Orbital spread has also been documented and the signs and symptoms vary depending on the involved structures and may include periorbital edema and forehead due to underlying cellulitis, visual impairment, proptosis, limited ocular movement and absent/impaired ocular reflexes [6]. From the orbit infection can readily spread to the cranial cavity, which can present with localizing signs, raised intracranial pressure, or meningitis. There is no staging system in place for this disease but according to a staging proposal put forward by Blumentrath et al. [7], our patient had an early stage lesion.
The differential diagnosis of Conidiobolomycosis includes cellulitis, rhinoscleroma, lymphoma and sarcoma [8]. Affected individuals are usually immunocompetent, although there have been reports of the disease in immunocompromised hosts. In these cases, the organism behaves like an opportunistic pathogen [9] and may cause endocarditis, with widespread fatal dissemination [10].
The presence of multiple septate hyphae surrounded by eosinophilic hyaline material with granuloma formation is the characteristic histopathological feature. The Splendore–Hoeppli phenomenon has been described not only in entomophthoromycosis but also in sporotrichosis, schistosomiasis and other infections [11]. Hence the definitive way of identifying and confirming the organism and infection is by fungal culture.

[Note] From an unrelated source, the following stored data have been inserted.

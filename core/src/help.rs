//! Help system for tmux-focus-zoom commands.

pub fn help_text(topic: Option<&str>) -> String {
    match topic {
        None => overview(),
        Some(t) => {
            if let Some(text) = command_help(t) {
                return text;
            }
            if let Some(text) = group_help(t) {
                return text;
            }
            format!(
                "Unknown help topic: '{}'. Run 'tmux-focus-zoom help' for a list of commands.",
                t
            )
        }
    }
}


fn overview() -> String {
    "\
tmux-focus-zoom: give the focused tmux pane most of the window

Usage: tmux-focus-zoom <command> [args...]

Zoom commands:
  toggle                     Turn focus zoom on or off for this window
  enable                     Snapshot the layout and zoom the focused pane
  disable                    Restore the snapshot and turn zoom off
  apply                      Re-zoom for the focused pane (pane-focus-in hook)
  status                     Print status-bar text (ON/OFF)

Setup:
  setup [--print]            Bind the toggle key and install the focus hook
  help [topic]               Show help

Options (tmux.conf):
  set -g @focus-zoom-percent 65   Share for the focused pane, 10-95
  set -g @focus-zoom-key z        Key bound by 'setup'

Run 'tmux-focus-zoom help <command>' for detailed help on a specific command."
        .into()
}


fn group_help(group: &str) -> Option<String> {
    let text = match group {
        "zoom" => "\
Zoom commands: resize the current window around the focused pane

  toggle
    Enable when off, disable when on.

  enable
    Save the current layout and window, then zoom the focused pane.

  disable
    Restore the saved layout if the window still has the same panes,
    then forget it.

  apply
    Zoom whichever pane has focus now. Does nothing when zoom is off,
    the window has one pane, or this is not the zoomed window.

  status
    Print tmux status-bar markup showing whether zoom is on here.",

        "options" => "\
Options: read from tmux user options on every run

  @focus-zoom-percent
    Share of the window given to the focused pane, 10 to 95.
    Missing or invalid values use 65.

  @focus-zoom-key
    Key 'setup' binds to 'toggle'. Default: z.

Environment:

  FOCUS_ZOOM_CONFIG_DIR
    Directory for state.json and debug.log.
    Default: ~/.config/tmux-focus-zoom

  FOCUS_ZOOM_LOG
    Log level for debug.log: off, error, warn, info, debug, trace.
    Default: debug",

        _ => return None,
    };
    Some(text.into())
}


fn command_help(command: &str) -> Option<String> {
    let text = match command {
        "toggle" => "tmux-focus-zoom toggle: turn zoom on or off\n\nUsage: tmux-focus-zoom toggle",
        "enable" => "tmux-focus-zoom enable: snapshot and zoom\n\nUsage: tmux-focus-zoom enable",
        "disable" => "tmux-focus-zoom disable: restore and turn off\n\nUsage: tmux-focus-zoom disable",
        "apply" => "tmux-focus-zoom apply: zoom the focused pane\n\nUsage: tmux-focus-zoom apply",
        "status" => "tmux-focus-zoom status: status-bar text\n\nUsage: tmux-focus-zoom status\n\nExample: set -g status-right '#(tmux-focus-zoom status)'",
        "setup" => "tmux-focus-zoom setup: install key binding and focus hook\n\nUsage: tmux-focus-zoom setup [--print]\n\n  --print    Print the tmux commands instead of running them",
        "help" => "tmux-focus-zoom help: show help\n\nUsage: tmux-focus-zoom help [topic]",
        _ => return None,
    };
    Some(text.into())
}


#[cfg(test)]
mod tests {
    use super::*;

    #[test]
    fn overview_lists_commands() {
        let text = help_text(None);
        assert!(text.contains("Zoom commands:"));
        assert!(text.contains("setup [--print]"));
        assert!(text.contains("@focus-zoom-percent"));
    }

    #[test]
    fn group_help_zoom() {
        let text = help_text(Some("zoom"));
        assert!(text.contains("toggle"));
        assert!(text.contains("apply"));
        assert!(text.contains("status"));
    }

    #[test]
    fn command_help_setup() {
        let text = help_text(Some("setup"));
        assert!(text.contains("Usage:"));
        assert!(text.contains("--print"));
    }

    #[test]
    fn unknown_topic() {
        let text = help_text(Some("bogus"));
        assert!(text.contains("Unknown help topic"));
    }
}
//! Zoom orchestration: snapshot, apply and restore against a live tmux window.
//!
//! Every entry point is one short-lived invocation. State shared between
//! invocations lives in the `StateStore`; tmux is reached through `Host`.
//!
//! `apply` is the hot path, run from the `pane-focus-in` hook:
//!
//! 1. skip when the window has a single pane or is not the zoomed window
//! 2. decode the stored snapshot, re-capturing it when panes were opened or
//!    closed since it was taken
//! 3. resize the tree for the focused pane, encode, `select-layout`
//!
//! A snapshot that does not decode is handed back to tmux verbatim and the
//! per-pane `resize-pane` fallback runs instead.

use crate::error::Result;
use crate::infrastructure::tmux::Host;
use crate::layout::capture::{capture_state, restorable};
use crate::layout::targeting::WindowTarget;
use crate::layout::{codec, fallback, zoom};
use crate::types::config::ZoomSettings;
use crate::types::state::{StateStore, ZoomState};

pub const MSG_ON: &str = "Focus zoom: ON";
pub const MSG_OFF: &str = "Focus zoom: OFF";
pub const MSG_LAYOUT_CHANGED: &str = "Focus zoom: disabled (layout changed)";

pub const STATUS_ON: &str = "#[fg=#f9e2af]󰍉 ON#[default] ";
pub const STATUS_OFF: &str = "#[fg=#f9e2af]󰍉 OFF#[default] ";


/// Which branch an `apply` took.
#[derive(Debug, Clone, PartialEq, Eq)]
pub enum ApplyOutcome {
    /// The zoomed layout text handed to `select-layout`.
    Applied { layout: String },
    Skipped(SkipReason),
    /// The snapshot did not decode; `steps` resize commands were issued.
    Fallback { steps: usize },
}

#[derive(Debug, Clone, Copy, PartialEq, Eq)]
pub enum SkipReason {
    Disabled,
    SinglePane,
    OtherWindow,
}

#[derive(Debug, Clone, PartialEq, Eq)]
pub enum Toggled {
    On(ApplyOutcome),
    Off { restored: bool },
}


pub struct Zoom<'a> {
    host: &'a dyn Host,
    store: &'a StateStore,
    settings: &'a ZoomSettings,
}

impl<'a> Zoom<'a> {
    pub fn new(host: &'a dyn Host, store: &'a StateStore, settings: &'a ZoomSettings) -> Zoom<'a> {
        Zoom {
            host,
            store,
            settings,
        }
    }

    /// Snapshot the current window, persist it, and zoom the focused pane.
    pub fn enable(&self) -> Result<ApplyOutcome> {
        let state = capture_state(self.host)?;
        self.store.save(&state)?;
        log::info!("enabled for {}:{}", state.session, state.window);
        let outcome = self.apply_state(state)?;
        self.host.display_message(MSG_ON)?;
        Ok(outcome)
    }

    /// Restore the snapshot when it still matches the window, then forget it.
    /// Returns whether the snapshot was restored.
    pub fn disable(&self) -> Result<bool> {
        let state = self.store.load()?;
        let live = match self.host.pane_count() {
            Ok(n) => n,
            Err(e) => {
                log::debug!("pane count unavailable: {}", e);
                0
            }
        };
        let mut restored = false;
        if restorable(&state, live) {
            match self.host.select_layout(&state.snapshot) {
                Ok(()) => restored = true,
                Err(e) => log::warn!("restore failed (ignored): {}", e),
            }
        } else {
            log::debug!("skipping restore, pane count changed");
        }
        self.store.clear()?;
        self.host.display_message(MSG_OFF)?;
        Ok(restored)
    }

    pub fn toggle(&self) -> Result<Toggled> {
        if self.store.load()?.enabled {
            Ok(Toggled::Off {
                restored: self.disable()?,
            })
        } else {
            Ok(Toggled::On(self.enable()?))
        }
    }

    /// Re-zoom for whichever pane has focus now.
    pub fn apply(&self) -> Result<ApplyOutcome> {
        let state = self.store.load()?;
        if !state.enabled {
            return Ok(ApplyOutcome::Skipped(SkipReason::Disabled));
        }
        self.apply_state(state)
    }

    fn apply_state(&self, mut state: ZoomState) -> Result<ApplyOutcome> {
        let live = self.host.pane_count()?;
        if live <= 1 {
            log::debug!("single pane, nothing to zoom");
            return Ok(ApplyOutcome::Skipped(SkipReason::SinglePane));
        }
        let target = WindowTarget::current(self.host)?;
        if !target.matches(&state) {
            log::debug!("{} is not the zoomed window", target);
            return Ok(ApplyOutcome::Skipped(SkipReason::OtherWindow));
        }
        let active = self.host.active_pane()?;
        log::debug!("active pane {}", active);

        let mut tree = match codec::decode(&state.snapshot) {
            Ok(tree) => tree,
            Err(e) => {
                log::warn!("snapshot does not decode: {}", e);
                return self.fallback(&state);
            }
        };

        if tree.count_leaves() != live {
            log::info!(
                "pane count changed (snapshot={}, live={}), re-capturing",
                tree.count_leaves(),
                live
            );
            let fresh = capture_state(self.host)?;
            tree = match codec::decode(&fresh.snapshot) {
                Ok(tree) => tree,
                Err(e) => {
                    log::warn!("live layout does not decode: {}", e);
                    return self.fallback(&fresh);
                }
            };
            self.store.save(&fresh)?;
            state = fresh;
        }

        let zoomed = zoom::resize(&tree, active, self.settings.percent);
        let layout = codec::encode(&zoomed);
        log::debug!("applying {}", layout);
        if let Err(e) = self.host.select_layout(&layout) {
            log::error!("select-layout failed: {}", e);
            if let Err(restore) = self.host.select_layout(&state.snapshot) {
                log::warn!("restore after failure also failed: {}", restore);
            }
            return Err(e);
        }
        Ok(ApplyOutcome::Applied { layout })
    }

    fn fallback(&self, state: &ZoomState) -> Result<ApplyOutcome> {
        if let Err(e) = self.host.select_layout(&state.snapshot) {
            log::error!("cannot restore snapshot, disabling: {}", e);
            if let Err(clear) = self.store.clear() {
                log::warn!("clearing state: {}", clear);
            }
            if let Err(msg) = self.host.display_message(MSG_LAYOUT_CHANGED) {
                log::warn!("display-message: {}", msg);
            }
            return Err(e);
        }

        let panes = self.host.list_panes()?;
        let (window_width, _) = self.host.window_size()?;
        let steps = fallback::plan(&panes, window_width, self.settings.percent);
        log::debug!("fallback: {} resize steps", steps.len());
        for step in &steps {
            let result = match step {
                fallback::ResizeStep::Width { pane, width } => {
                    self.host.resize_pane_width(pane, *width)
                }
                fallback::ResizeStep::Height { pane, height } => {
                    self.host.resize_pane_height(pane, *height)
                }
            };
            if let Err(e) = result {
                log::warn!("fallback resize failed (ignored): {}", e);
            }
        }
        Ok(ApplyOutcome::Fallback { steps: steps.len() })
    }

    /// Status-bar text: ON only while zoom is enabled for the current window.
    /// Any failure reads as OFF.
    pub fn status_line(&self) -> &'static str {
        let state = match self.store.load() {
            Ok(state) if state.enabled => state,
            _ => return STATUS_OFF,
        };
        match WindowTarget::current(self.host) {
            Ok(target) if target.matches(&state) => STATUS_ON,
            _ => STATUS_OFF,
        }
    }
}


// ---------------------------------------------------------------------------
// Tests
// ---------------------------------------------------------------------------
//! Boundaries to the outside world.

#[cfg(test)]
pub(crate) mod fake;
pub mod tmux;
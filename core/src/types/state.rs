//! Persisted zoom state: one JSON record per user, rewritten whole.

use std::io::ErrorKind;
use std::path::{Path, PathBuf};

use serde::{Deserialize, Serialize};

use crate::error::{Result, ZoomError};

pub const STATE_FILE: &str = "state.json";


/// Whether zoom is on, which window it belongs to, and the layout to restore.
#[derive(Debug, Clone, Default, PartialEq, Eq, Serialize, Deserialize)]
#[serde(default)]
pub struct ZoomState {
    pub enabled: bool,
    pub session: String,
    pub window: String,
    /// Layout text captured before zooming.
    pub snapshot: String,
}


/// Whole-file access to the state record. There is no locking; concurrent
/// writers simply overwrite each other.
#[derive(Debug, Clone)]
pub struct StateStore {
    path: PathBuf,
}

impl StateStore {
    pub fn new(config_dir: &Path) -> StateStore {
        StateStore {
            path: config_dir.join(STATE_FILE),
        }
    }

    pub fn path(&self) -> &Path {
        &self.path
    }

    /// Read the record. A missing file is the disabled default state.
    pub fn load(&self) -> Result<ZoomState> {
        match std::fs::read_to_string(&self.path) {
            Ok(raw) => Ok(serde_json::from_str(&raw)?),
            Err(e) if e.kind() == ErrorKind::NotFound => Ok(ZoomState::default()),
            Err(e) => Err(self.io_error(e)),
        }
    }

    pub fn save(&self, state: &ZoomState) -> Result<()> {
        if let Some(dir) = self.path.parent() {
            std::fs::create_dir_all(dir).map_err(|e| ZoomError::Io {
                path: dir.to_path_buf(),
                source: e,
            })?;
        }
        let json = serde_json::to_string_pretty(state)?;
        std::fs::write(&self.path, json).map_err(|e| self.io_error(e))?;
        log::debug!("saved state to {}", self.path.display());
        Ok(())
    }

    /// Remove the record. Removing a missing file is not an error.
    pub fn clear(&self) -> Result<()> {
        match std::fs::remove_file(&self.path) {
            Ok(()) => Ok(()),
            Err(e) if e.kind() == ErrorKind::NotFound => Ok(()),
            Err(e) => Err(self.io_error(e)),
        }
    }

    fn io_error(&self, source: std::io::Error) -> ZoomError {
        ZoomError::Io {
            path: self.path.clone(),
            source,
        }
    }
}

Systemic prolonged antifungal therapy coupled with surgical debridement is the most effective treatment for entomophthoromycosis [1]. Potassium iodide, Cotrimoxazole, Amphotericin-B, Imidazoles, Hyperbaric oxygen or combinations of these agents have all been used with varying success [12, 13]. Anand et al. reports that treatment with potassium iodide and nitrogen heterocyclic ring azole compounds is considered the baseline [14]. Facial reconstructive surgery may be necessary in intermediate and late stages of conidiobolomycosis, as extensive fibrosis can persist despite the eradication of the fungus [15]. Patients’ compliance to treatment is an important factor which affects the disease recovery. Even after successful treatment, relapses are common.
Conclusion
In this modern era, where the world has shrunk, it is imperative for clinicians to suspect and look beyond region specific diseases. Entomophthoromycosis is one such entity, which was primarily confined to the tropics, now being reported in the cooler regions of the world. A high index of suspicion and thorough clinical knowledge of the disease is imperative for early diagnosis and treatment, as the disease mimics the common sinonasal disease in its nascent stage. The treatment is tailored according to the individual and concurrent medical and surgical management is most effective. Hence despite being uncommon, it is vital for otolaryngologists to have adequate awareness, knowledge and skills to deal with such conditions.
Funding
Not applicable.
Compliance with Ethical Standards
Conflict of interest
The authors declare that they have no competing interest.